71

Gaussian Processes for Machine Learning (2006) [pdf]

This is the definitive reference on the topic! I have some notes on the topic as well, if you want something concise, but that doesn't ignore the math [1].

[1] https://blog.quipu-strands.com/bayesopt_1_key_ideas_GPs#gaus...

4 days agoabhgh

These are very cool, thanks. Do you know what kind of jobs are more likely to require Gaussian process expertise? I have experience in using GP for surrogate modeling and will be on the job market soon.

Also a resource I enjoyed is the book by Bobby Gramacy [0] which, among other things, spends a good bit on local GP approximation [1] (and has fun exercises).

[0] https://bobby.gramacy.com/surrogates/surrogates.pdf

[1] https://arxiv.org/abs/1303.0383

4 days agoC-x_C-f

Aside from secondmind [1] I don't know of any companies (only because I haven't looked)... But if I had to look for places with strong research culture on GPs (I don't know if you're) I would find relevant papers on arxiv and Google scholar, and see if any of them come from industry labs.

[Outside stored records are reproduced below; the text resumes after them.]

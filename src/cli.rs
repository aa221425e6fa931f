use clap::{Parser, Subcommand};
use std::path::PathBuf;

#[derive(Parser)]
#[command(name = "frame-match")]
#[command(about = "参照画像と一致する写真・動画フレームを検出するツール", long_about = None)]
pub struct Cli {
    #[command(subcommand)]
    pub command: Commands,

    /// 詳細ログを出力
    #[arg(short, long, global = true)]
    pub verbose: bool,
}

#[derive(Subcommand)]
pub enum Commands {
    /// 素材フォルダを走査して参照画像とのマッチを書き出す
    Run {
        /// プロジェクトルート（config.json・assets の基準）
        #[arg(long, default_value = ".")]
        root: PathBuf,

        /// 設定ファイル（省略時: ルート/config.json → ユーザー設定）
        #[arg(short, long)]
        config: Option<PathBuf>,

        /// データセットID（省略時は defaultId）
        #[arg(short, long)]
        dataset: Option<String>,

        /// 素材フォルダ（デフォルト: ルート/assets）
        #[arg(short, long)]
        assets: Option<PathBuf>,

        /// 動画フレームの間引き間隔（Nフレームごとに照合）
        #[arg(short = 'i', long, default_value = "3")]
        frame_interval: u64,

        /// 1枚あたりの最大特徴点数
        #[arg(long, default_value = "2000")]
        max_features: usize,
    },

    /// マニフェストを結果フォルダの内容から再生成
    Manifest {
        /// プロジェクトルート
        #[arg(long, default_value = ".")]
        root: PathBuf,

        /// 設定ファイル
        #[arg(short, long)]
        config: Option<PathBuf>,

        /// 結果マニフェストのみ
        #[arg(long)]
        results: bool,

        /// 参照画像マニフェストのみ
        #[arg(long)]
        search: bool,
    },

    /// 設定済みデータセットを一覧表示
    Datasets {
        /// プロジェクトルート
        #[arg(long, default_value = ".")]
        root: PathBuf,

        /// 設定ファイル
        #[arg(short, long)]
        config: Option<PathBuf>,
    },
}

If I had to take a guess on Bayesian tools at work, maybe the industries to look at would be advertising and healthcare.I would also look out for places that hire econometricists.

Also thank you for the book recommendation!

[1] https://www.secondmind.ai/

4 days agoabhgh

My take is that the Rasmussen book isn't especially approachable, and that this book has actually held back the wider adoption of GPs in the world.

The book has been seen as the authoritative source on the topic, so people were hesitant to write anything else. At the same time, the book borders on impenetrable.

3 days agotimdellinger

Why would you learn Gaussian Processes today? Is there any application where they are still leading and have not been superseeded by Deep NNets?

3 days agoheinrichhartman

I would argue there are more applications overall where Gaussian processes are superior, as most scientific applications have smaller data sets. Not everything has enough data to take advantage of feature learning in NNs. They are generally reliable, interpretable, and provide excellent uncertainty estimates for free. They can be made to be multiscale, achieving higher precisions as a function approximator than most other methods. Plus, they can exhibit reversion to the prior when you need that.

Another example where it is used is for emulating outputs of an agent-based model for sensitivity analyses.

3 days agohodgehog11

Basically they're incredibly useful for any situation where you have "medium" data where you don't have enough data to properly train a NN (which are very data hungry in practice) but enough data that you're not really exploiting all the information using a more traditional approach.

GPs essentially allow you to get a lot of the power of a NN while also being able to encode a bunch of domain knowledge you have (which is necessary when you don't have enough data for the model to effectively learn that domain knowledge). On top of that, you get variance estimates which are very important for things like forecasting.

The only real draw back to GPs is that they absolutely do not fit into the "fit/predict" paradigm. Properly building a scalable GP takes a more deeper understanding of the model than most cases. The mathematical foundations required to really understand what's happening when you train a sparse GP greatly exceed what is required to understand a NN, and on top of that there is a fair amount of practical insight into kernel development that is required as well. But the payoff is fantastic.

It's worth recognizing that, once you realize that "attention" is really just kernel smoothing, transformers are essentially learning sophisticated stacked kernels, so ultimately share a lot in common with GPs.

3 days agoroadside_picnic

AFAIK state of the art is still a mix of new DNN and old school techniques. Things like parameter efficiency, data efficiency, runtime performance, and understandability would factor into the decision making process.

3 days agocjbgkagh

Bayesian optimization of, say, hyperparameters is the canonical modern usage in my view, and there are other similar optimization problems where it's the preferred approach.

3 days agotimdellinger

To reduce the risk of being a lemming. It is in everyone's interests for some people not to follow the herd / join the plague of locusts.

3 days agoxpe

you can combine deep NNets with GPs, e.g. here https://arxiv.org/abs/1511.02222

So it isn't a matter of which is better. If you ever need to imbue your deep nets with good confidence estimates, it is definitely worth checking out.

2 days agoysaatchi

Stationary GPs are just stochastic linear dynamical systems. (Not just the Matern covariance kernel)

3 days agomemming